A parte instrumental dessa faixa é bastante interessante. Como é que foi produzida?

Foi mesmo tocado: o Gonçalo Palmas toca um pequeno solo de piano a dado momento, e o trompete também é tocado pelo Pedro Jerónimo, que é o trompetista de jazz aqui do Porto de que já tinha falado. De resto, a maior parte das coisas no álbum em si são mesmo tocadas, tudo o que é guitarras, pianos, baixos em alguns casos. Eu sempre que posso tento tocar as coisas, algumas coisas programo no computador, mas geralmente faço mais isso para a parte de percussão. Mas lá está, eu eu digo muitas vezes que o meu instrumento não é a guitarra nem o piano, o meu instrumento é o computador, eu toco o Ableton que é o programa que eu uso, há seis anos, e por isso é o “instrumento” em que eu me sinto mais versátil e confortável. Mesmo, por exemplo, na “Procrastino” a maior parte das camadas de percussão que se ouve foram também gravadas, os shakers, os reco- recos, triângulos, tentei tocar mesmo o máximo de instrumentos possível também para contribuir para o tópico da humanidade, porque quanto mais torto mais humano será, na verdade. No computador tende a ficar tudo muito quantizado, tudo muito direitinho e este álbum tenta fugir um bocadinho a isso, tenta não ser tão perfeito, queria que fosse sujo mesmo.

E já há datas e novas colaborações “à vista”?

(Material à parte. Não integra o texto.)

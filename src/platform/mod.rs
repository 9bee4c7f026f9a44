//! Bindings to concrete decoding libraries.

#[cfg(feature = "opencv")]
pub mod opencv;
//! OpenCV `VideoCapture` backend.
//!
//! ```no_run
//! use video_stream::platform::opencv::OpencvBackend;
//! use video_stream::{CaptureStream, StreamConfig, VideoStream};
//!
//! let config = StreamConfig::default();
//! let mut stream = CaptureStream::open(OpencvBackend::default(), "video.mp4", &config)?;
//! stream.downscale_auto()?;
//! while let Some(_frame) = stream.next_frame()? {
//!     println!("{}", stream.position()?);
//! }
//! # Ok::<(), video_stream::Error>(())
//! ```

pub mod capture;
pub mod frame;

pub use capture::{OpencvBackend, OpencvCapture};
pub use frame::MatFrame;
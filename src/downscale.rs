use crate::error::Error;

/// Default downscale factor for a frame of at least the given width, ordered by
/// descending width.
///
/// Wider video gets proportionally more downscaling to keep per-frame cost
/// bounded. Anything narrower than the last entry is left at full resolution.
pub const DEFAULT_DOWNSCALE_FACTORS: [(u32, u32); 7] = [
    (3200, 12), // ~4k
    (2100, 8),  // ~2k
    (1700, 6),  // ~1080p
    (1200, 5),
    (900, 4), // ~720p
    (600, 3),
    (400, 2), // ~480p
];

/// Default downscale factor for video of the given frame width.
pub fn compute_downscale_factor(frame_width: u32) -> u32 {
    DEFAULT_DOWNSCALE_FACTORS
        .iter()
        .find(|&&(width, _)| frame_width >= width)
        .map_or(1, |&(_, factor)| factor)
}

/// A requested downscale factor, before validation.
///
/// Fractional values are accepted and truncated, with a warning.
#[derive(Debug, Clone, Copy, PartialEq)]
pub enum ScaleFactor {
    Whole(i64),
    Fractional(f64),
}

impl From<i32> for ScaleFactor {
    fn from(v: i32) -> Self {
        Self::Whole(v.into())
    }
}

impl From<i64> for ScaleFactor {
    fn from(v: i64) -> Self {
        Self::Whole(v)
    }
}

impl From<u32> for ScaleFactor {
    fn from(v: u32) -> Self {
        Self::Whole(v.into())
    }
}

impl From<f32> for ScaleFactor {
    fn from(v: f32) -> Self {
        Self::Fractional(v.into())
    }
}

impl From<f64> for ScaleFactor {
    fn from(v: f64) -> Self {
        Self::Fractional(v)
    }
}

/// Per-stream downscale setting. Always at least 1, where 1 means no scaling.
#[derive(Debug, Clone, Copy, PartialEq, Eq)]
pub struct Downscale(u32);

impl Default for Downscale {
    fn default() -> Self {
        Downscale(1)
    }
}

impl Downscale {
    pub fn factor(&self) -> u32 {
        self.0
    }

    /// Validate and store a new factor.
    ///
    /// # Errors
    ///
    /// [`Error::InvalidArgument`] if `factor` is below 1 or not finite. The
    /// stored factor is left unchanged in that case.
    pub fn set(&mut self, factor: impl Into<ScaleFactor>) -> Result<(), Error> {
        let factor = match factor.into() {
            ScaleFactor::Whole(v) if v >= 1 => v,
            ScaleFactor::Fractional(v) if v.is_finite() && v >= 1.0 => {
                if v.fract() != 0.0 {
                    tracing::warn!(factor = v, "downscale factor will be truncated to integer");
                }
                v.trunc() as i64
            }
            _ => {
                return Err(Error::InvalidArgument(
                    "downscale factor must be a positive integer >= 1",
                ));
            }
        };
        self.0 = u32::try_from(factor)
            .map_err(|_| Error::InvalidArgument("downscale factor is too large"))?;
        Ok(())
    }
}
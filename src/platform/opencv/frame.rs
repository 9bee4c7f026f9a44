use ::opencv::core::{CV_8UC1, CV_8UC4, Mat};
use ::opencv::prelude::*;

use crate::frame::{Frame, Plane};
use crate::types::{PixelFormat, Size};

/// A frame decoded by OpenCV, stored as a single interleaved `Mat`.
pub struct MatFrame {
    mat: Mat,
    pixel_format: PixelFormat,
}

impl MatFrame {
    pub(crate) fn new(mat: Mat) -> Self {
        let pixel_format = match mat.typ() {
            CV_8UC1 => PixelFormat::Gray8,
            CV_8UC4 => PixelFormat::Bgra32,
            // VideoCapture converts to BGR unless told otherwise
            _ => PixelFormat::Bgr24,
        };
        MatFrame { mat, pixel_format }
    }

    pub fn mat(&self) -> &Mat {
        &self.mat
    }

    pub fn into_mat(self) -> Mat {
        self.mat
    }
}

impl Frame for MatFrame {
    fn pixel_format(&self) -> PixelFormat {
        self.pixel_format
    }

    fn size(&self) -> Size {
        Size {
            width: self.mat.cols().max(0) as u32,
            height: self.mat.rows().max(0) as u32,
        }
    }

    fn plane_count(&self) -> usize {
        1
    }

    fn plane(&self, index: usize) -> Option<Plane<'_>> {
        if index != 0 || !self.mat.is_continuous() {
            return None;
        }
        let data = self.mat.data_bytes().ok()?;
        let rows = self.mat.rows().max(1) as usize;
        Some(Plane {
            data,
            bytes_per_row: data.len() / rows,
        })
    }
}
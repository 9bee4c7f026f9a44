//! Uniform frame reading, position tracking and seeking over video decoders.
//!
//! A [`CaptureStream`] wraps one decoder instance from a [`CaptureBackend`] and
//! exposes it through the [`VideoStream`] contract. Whatever the backend's own
//! numbering, frame 0 means "nothing read yet" and the first frame read is
//! frame 1 at presentation time 0.

pub mod adapter;
pub mod capture;
pub mod downscale;
pub mod error;
pub mod frame;
pub mod platform;
pub mod stream;
pub mod timecode;
pub mod types;

#[cfg(test)]
mod testing;

// Re-exports
pub use adapter::*;
pub use capture::*;
pub use downscale::*;
pub use error::*;
pub use frame::*;
pub use stream::*;
pub use timecode::*;
pub use types::*;
//! Telegram implementation of [`relay_handlers::DocumentFetcher`].
//!
//! Resolves the file id through `getFile`, then streams the content to the destination
//! in bounded chunks via `teloxide::net::Download` (never the whole body in one buffer).
//! Remote transfer failures map to `HandlerError::Transfer`; local ones to
//! `HandlerError::Io`.

use std::path::Path;

use async_trait::async_trait;
use kbot_core::HandlerError;
use relay_handlers::DocumentFetcher;
use teloxide::net::Download;
use teloxide::prelude::*;
use teloxide::types::FileId;
use tokio::io::AsyncWriteExt;
use tracing::debug;

pub struct TelegramDocumentFetcher {
    bot: teloxide::Bot,
}

impl TelegramDocumentFetcher {
    pub fn new(bot: teloxide::Bot) -> Self {
        Self { bot }
    }
}

#[async_trait]
impl DocumentFetcher for TelegramDocumentFetcher {
    async fn fetch_to(&self, file_id: &str, dest: &Path) -> Result<(), HandlerError> {
        let file = self
            .bot
            .get_file(FileId(file_id.to_string()))
            .await
            .map_err(|e| HandlerError::Transfer(format!("getFile failed: {}", e)))?;

        debug!(file_path = %file.path, dest = %dest.display(), "downloading document");

        let mut destination = tokio::fs::File::create(dest).await?;
        self.bot
            .download_file(&file.path, &mut destination)
            .await
            .map_err(|e| match e {
                teloxide::DownloadError::Network(err) => {
                    HandlerError::Transfer(err.to_string())
                }
                teloxide::DownloadError::Io(err) => {
                    HandlerError::Io(std::io::Error::new(err.kind(), err))
                }
            })?;
        destination.flush().await?;

        Ok(())
    }
}
//! Document handler: ingests an uploaded .txt/.md document into the knowledge file.
//!
//! Flow: validate extension (before any I/O) → stream the document into a scoped temp
//! file → decode as UTF-8 → encapsulation prompt → completion → append summary →
//! confirmation reply. The temp file is deleted on every path; a failed completion
//! appends nothing.

use std::path::Path;
use std::sync::Arc;

use async_trait::async_trait;
use completion_client::CompletionClient;
use kbot_core::{Handler, HandlerError, HandlerResponse, Message, Result};
use knowledge::KnowledgeStore;
use prompt::{build_ingestion, PromptTemplates};
use tracing::{error, info, warn};

/// Extensions accepted for ingestion (compared case-insensitively).
pub const SUPPORTED_EXTENSIONS: &[&str] = &["txt", "md"];

/// Rejection for any other extension; sent before any download happens.
pub const MSG_UNSUPPORTED_FILE: &str = "Sorry, I can only ingest .txt or .md documents.";

/// Apology for transfer, completion, or storage failures during ingestion.
pub const MSG_INGEST_FAILED: &str =
    "Sorry, I couldn't ingest that document. Please try again later.";

/// Reply when the downloaded bytes are not valid UTF-8 text.
pub const MSG_NOT_TEXT: &str = "Sorry, that document doesn't look like readable text.";

/// Confirmation after the summary has been appended to the knowledge file.
pub const MSG_INGESTED: &str =
    "Document ingested; its summary was added to my knowledge.";

/// Returns true when the file name carries a supported text extension.
pub fn is_supported_document(file_name: &str) -> bool {
    Path::new(file_name)
        .extension()
        .and_then(|ext| ext.to_str())
        .map(|ext| {
            let ext = ext.to_ascii_lowercase();
            SUPPORTED_EXTENSIONS.contains(&ext.as_str())
        })
        .unwrap_or(false)
}

/// Streams a platform document into a local file. Implemented by the Telegram shell;
/// tests substitute a recording impl. Remote transfer failures are
/// [`HandlerError::Transfer`], local ones [`HandlerError::Io`].
#[async_trait]
pub trait DocumentFetcher: Send + Sync {
    async fn fetch_to(&self, file_id: &str, dest: &Path)
        -> std::result::Result<(), HandlerError>;
}

/// Ingests uploaded documents into the knowledge store.
pub struct DocumentHandler {
    client: Arc<dyn CompletionClient>,
    store: Arc<KnowledgeStore>,
    templates: Arc<PromptTemplates>,
    fetcher: Arc<dyn DocumentFetcher>,
}

impl DocumentHandler {
    pub fn new(
        client: Arc<dyn CompletionClient>,
        store: Arc<KnowledgeStore>,
        templates: Arc<PromptTemplates>,
        fetcher: Arc<dyn DocumentFetcher>,
    ) -> Self {
        Self {
            client,
            store,
            templates,
            fetcher,
        }
    }

    /// Downloads the document into a temp file and returns its decoded text.
    /// The temp file lives only inside this call; RAII deletes it on every path.
    async fn download_text(&self, file_id: &str) -> std::result::Result<String, HandlerError> {
        let temp = tempfile::NamedTempFile::new()?;
        self.fetcher.fetch_to(file_id, temp.path()).await?;
        let bytes = tokio::fs::read(temp.path()).await?;
        drop(temp);
        String::from_utf8(bytes).map_err(|e| HandlerError::Decode(e.to_string()))
    }
}

#[async_trait]
impl Handler for DocumentHandler {
    async fn handle(&self, message: &Message) -> Result<HandlerResponse> {
        let Some(document) = &message.document else {
            return Ok(HandlerResponse::Continue);
        };

        info!(
            user_id = message.user.id,
            file_name = %document.file_name,
            "document received"
        );

        if !is_supported_document(&document.file_name) {
            info!(
                user_id = message.user.id,
                file_name = %document.file_name,
                "unsupported document type rejected"
            );
            return Ok(HandlerResponse::Reply(MSG_UNSUPPORTED_FILE.to_string()));
        }

        let text = match self.download_text(&document.file_id).await {
            Ok(text) => text,
            Err(e @ HandlerError::Decode(_)) => {
                warn!(error = %e, user_id = message.user.id, "document is not UTF-8 text");
                return Ok(HandlerResponse::Reply(MSG_NOT_TEXT.to_string()));
            }
            Err(e) => {
                error!(error = %e, user_id = message.user.id, "document download failed");
                return Ok(HandlerResponse::Reply(MSG_INGEST_FAILED.to_string()));
            }
        };

        let prompt = match build_ingestion(&self.templates, &text) {
            Ok(prompt) => prompt,
            Err(e) => {
                warn!(error = %e, user_id = message.user.id, "ingestion prompt over size limit");
                return Ok(HandlerResponse::Reply(MSG_INGEST_FAILED.to_string()));
            }
        };

        let summary = match self.client.submit(&prompt).await {
            Ok(summary) => summary,
            Err(e) => {
                error!(error = %e, user_id = message.user.id, "summarization failed");
                return Ok(HandlerResponse::Reply(MSG_INGEST_FAILED.to_string()));
            }
        };

        if let Err(e) = self.store.append(&summary).await {
            error!(error = %e, user_id = message.user.id, "failed to append summary");
            return Ok(HandlerResponse::Reply(MSG_INGEST_FAILED.to_string()));
        }

        info!(
            user_id = message.user.id,
            file_name = %document.file_name,
            summary_len = summary.len(),
            "document ingested"
        );
        Ok(HandlerResponse::Reply(MSG_INGESTED.to_string()))
    }
}
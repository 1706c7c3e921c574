//! # kbot-core
//!
//! Core types and traits for the knowledge relay bot: [`Bot`], [`Handler`], message and user
//! types, error taxonomy, and tracing initialization. Transport-agnostic; used by
//! kbot-telegram, relay-handlers, and handler-chain.

pub mod bot;
pub mod error;
pub mod logger;
pub mod types;

pub use bot::Bot;
pub use error::{HandlerError, RelayError, Result};
pub use logger::init_tracing;
pub use types::{
    Chat, DocumentRef, Handler, HandlerResponse, Message, MessageDirection, User,
};
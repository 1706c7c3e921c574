//! Integration tests for [`prompt::PromptTemplates::load`] and composition from files.

use std::io::Write;

use prompt::{build_query, PromptTemplates, QUERY_PREAMBLE};
use tempfile::NamedTempFile;

fn write_temp(content: &str) -> NamedTempFile {
    let mut file = NamedTempFile::new().expect("temp file");
    file.write_all(content.as_bytes()).expect("write");
    file
}

/// **Test: load reads both template files verbatim.**
#[test]
fn test_load_reads_both_templates() {
    let query = write_temp("You are a relay assistant.\n");
    let encapsulate = write_temp("Summarize the document.\n");

    let templates = PromptTemplates::load(query.path(), encapsulate.path()).expect("load");

    assert_eq!(templates.query, "You are a relay assistant.\n");
    assert_eq!(templates.encapsulate, "Summarize the document.\n");
}

/// **Test: missing template file is an error, not a silent default.**
#[test]
fn test_load_missing_file_is_error() {
    let query = write_temp("q");
    let missing = std::path::Path::new("/nonexistent/encapsulate.txt");

    assert!(PromptTemplates::load(query.path(), missing).is_err());
}

/// **Test: composition over loaded templates matches the fixed order.**
#[test]
fn test_query_composition_from_loaded_templates() {
    let query = write_temp("INSTRUCTIONS\n");
    let encapsulate = write_temp("ENCAPSULATE\n");
    let templates = PromptTemplates::load(query.path(), encapsulate.path()).expect("load");

    let prompt = build_query(&templates, "knowledge line\n", "Hello").expect("build");

    assert_eq!(
        prompt,
        format!("INSTRUCTIONS\nknowledge line\n{}Hello", QUERY_PREAMBLE)
    );
    assert!(prompt.ends_with("Hello"));
}
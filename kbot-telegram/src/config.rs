//! Relay configuration, loaded once from environment variables.
//!
//! Required keys (missing is fatal at startup): TELEGRAM_ACCESS_TOKEN, CHATGPT_BASICURL,
//! CHATGPT_MODELNAME, CHATGPT_APIVERSION, CHATGPT_ACCESS_TOKEN. Everything else has a
//! default. Load .env with dotenvy before calling [`RelayConfig::load`].

use anyhow::{Context, Result};
use std::env;

#[derive(Debug)]
pub struct RelayConfig {
    pub telegram_token: String,
    pub chatgpt_base_url: String,
    pub chatgpt_model: String,
    pub chatgpt_api_version: String,
    pub chatgpt_api_key: String,
    /// Timeout for one completion call, seconds.
    pub completion_timeout_secs: u64,
    pub query_template_path: String,
    pub encapsulate_template_path: String,
    pub knowledge_path: String,
    pub log_file: String,
    /// Optional Telegram Bot API base URL override (e.g. a mock server in tests).
    /// Env: `TELEGRAM_API_URL` or `TELOXIDE_API_URL`.
    pub telegram_api_url: Option<String>,
}

impl RelayConfig {
    /// Loads config from environment variables. If `token` is provided it overrides
    /// TELEGRAM_ACCESS_TOKEN. Missing required keys fail with the key named.
    pub fn load(token: Option<String>) -> Result<Self> {
        let telegram_token = match token {
            Some(token) => token,
            None => env::var("TELEGRAM_ACCESS_TOKEN")
                .context("TELEGRAM_ACCESS_TOKEN not set")?,
        };
        let chatgpt_base_url =
            env::var("CHATGPT_BASICURL").context("CHATGPT_BASICURL not set")?;
        let chatgpt_model =
            env::var("CHATGPT_MODELNAME").context("CHATGPT_MODELNAME not set")?;
        let chatgpt_api_version =
            env::var("CHATGPT_APIVERSION").context("CHATGPT_APIVERSION not set")?;
        let chatgpt_api_key =
            env::var("CHATGPT_ACCESS_TOKEN").context("CHATGPT_ACCESS_TOKEN not set")?;

        let completion_timeout_secs = env::var("COMPLETION_TIMEOUT_SECS")
            .ok()
            .and_then(|s| s.parse().ok())
            .unwrap_or(completion_client::DEFAULT_TIMEOUT_SECS);
        let query_template_path = env::var("QUERY_TEMPLATE_PATH")
            .unwrap_or_else(|_| "templates/query.txt".to_string());
        let encapsulate_template_path = env::var("ENCAPSULATE_TEMPLATE_PATH")
            .unwrap_or_else(|_| "templates/encapsulate.txt".to_string());
        let knowledge_path =
            env::var("KNOWLEDGE_PATH").unwrap_or_else(|_| "data/knowledge.txt".to_string());
        let log_file = env::var("LOG_FILE").unwrap_or_else(|_| "logs/kbot.log".to_string());

        let telegram_api_url = env::var("TELEGRAM_API_URL")
            .or_else(|_| env::var("TELOXIDE_API_URL"))
            .ok();

        Ok(Self {
            telegram_token,
            chatgpt_base_url,
            chatgpt_model,
            chatgpt_api_version,
            chatgpt_api_key,
            completion_timeout_secs,
            query_template_path,
            encapsulate_template_path,
            knowledge_path,
            log_file,
            telegram_api_url,
        })
    }

    /// Rejects empty required settings (a set-but-empty env var is as fatal as a missing one).
    pub fn validate(&self) -> Result<()> {
        let required = [
            ("TELEGRAM_ACCESS_TOKEN", &self.telegram_token),
            ("CHATGPT_BASICURL", &self.chatgpt_base_url),
            ("CHATGPT_MODELNAME", &self.chatgpt_model),
            ("CHATGPT_APIVERSION", &self.chatgpt_api_version),
            ("CHATGPT_ACCESS_TOKEN", &self.chatgpt_api_key),
        ];
        for (name, value) in required {
            anyhow::ensure!(!value.trim().is_empty(), "{} is empty", name);
        }
        Ok(())
    }
}
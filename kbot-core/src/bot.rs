//! Bot abstraction for sending replies.
//!
//! [`Bot`] is transport-agnostic; the Telegram implementation lives in kbot-telegram.
//! Handlers return [`crate::HandlerResponse::Reply`] and the runner sends it through this trait,
//! so handlers stay free of transport types and tests can substitute a recording impl.

use crate::error::Result;
use crate::types::{Chat, Message};
use async_trait::async_trait;

/// Abstraction for sending messages. Implementations map to a transport (e.g. Telegram).
#[async_trait]
pub trait Bot: Send + Sync {
    /// Sends a text message to the given chat.
    async fn send_message(&self, chat: &Chat, text: &str) -> Result<()>;

    /// Sends a reply to the given message (same chat).
    async fn reply_to(&self, message: &Message, text: &str) -> Result<()> {
        self.send_message(&message.chat, text).await
    }
}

Datas não, está muito complicado, porque como todo o trabalho que estou a desenvolver é colaborativo, cria-se logo aí o impasse de não depender só de mim. Vê-se que este ano vai sair muita música, porque toda a gente com quem eu falo me “diz opá a partir de fevereiro”. Por isso, não tenho datas. O que tenho é uma coisa que vou criar agora que passa por todos os meses soltar um single com um artista diferente, internacionais e portugueses. Estamos agora a fechar datas, já tenho muitos artistas confirmados, mas ainda não consigo pôr datas em cima da mesa nem divulgar nenhum nome. Estou a produzir o álbum de um rapper com quem já trabalhei, já tenho músicas cá fora com ele, que é o Caio a.k.a Calígula. Estamos quase a acabar e deve sair um single nos próximos tempos. Estou também a produzir um EP com a Meta_ e, para além diss,o também estou a tratar de tudo o que é produção desses tais singles. Estou ainda a começar um EP só com pessoal do hip hop português, mas quanto a isto não posso dizer mais ainda.

Como descreverias a tua música e porque é que terminas os quase 30 minutos de disco a “negar-nos festa” simultaneamente oferecendo-a?

Ai, interrompo-te já porque isso eu não consigo… Quando estava a introduzir as música nas plataformas digitais eles perguntam o género e eu “ai sei lá isto é eletrónica, é cantautor, é indie”. Opá é música, e para mim só há dois tipos de música: que são a música boa e a música má, mas até isso é subjetivo. É daquelas que eu não sei mesmo, prefiro que sejam outros, a ouvir de fora e a dizer. O meu intuito a fazer a música, “A Vida não é uma Festa” é precisamente dizer que isto é uma festa, que a vida é uma festa, porque se isto não for uma festa não vale a pena, de todo, andarmos aqui a correr à procura do nada. Se isto não for para ser uma constante festa, tudo o que eu disse até aqui podem esquecer e é mesmo por isso que que essa é a última faixa do álbum que é mesmo para dizer “pessoal está tudo dito, siga para a festa”. A única coisa que eu posso dizer quanto a este trabalho é – ouçam! Nem é pela questão do tempo que demorei a concluí-lo, é porque acho mesmo que é impossível ficar indiferente a ouvir o álbum e digo isto de um ponto de orgulho e não de arrogância, nem querendo soar convencido, é mesmo por ter orgulho no trabalho. O apelo que faço é que ouçam, porque acho que está um trabalho valioso.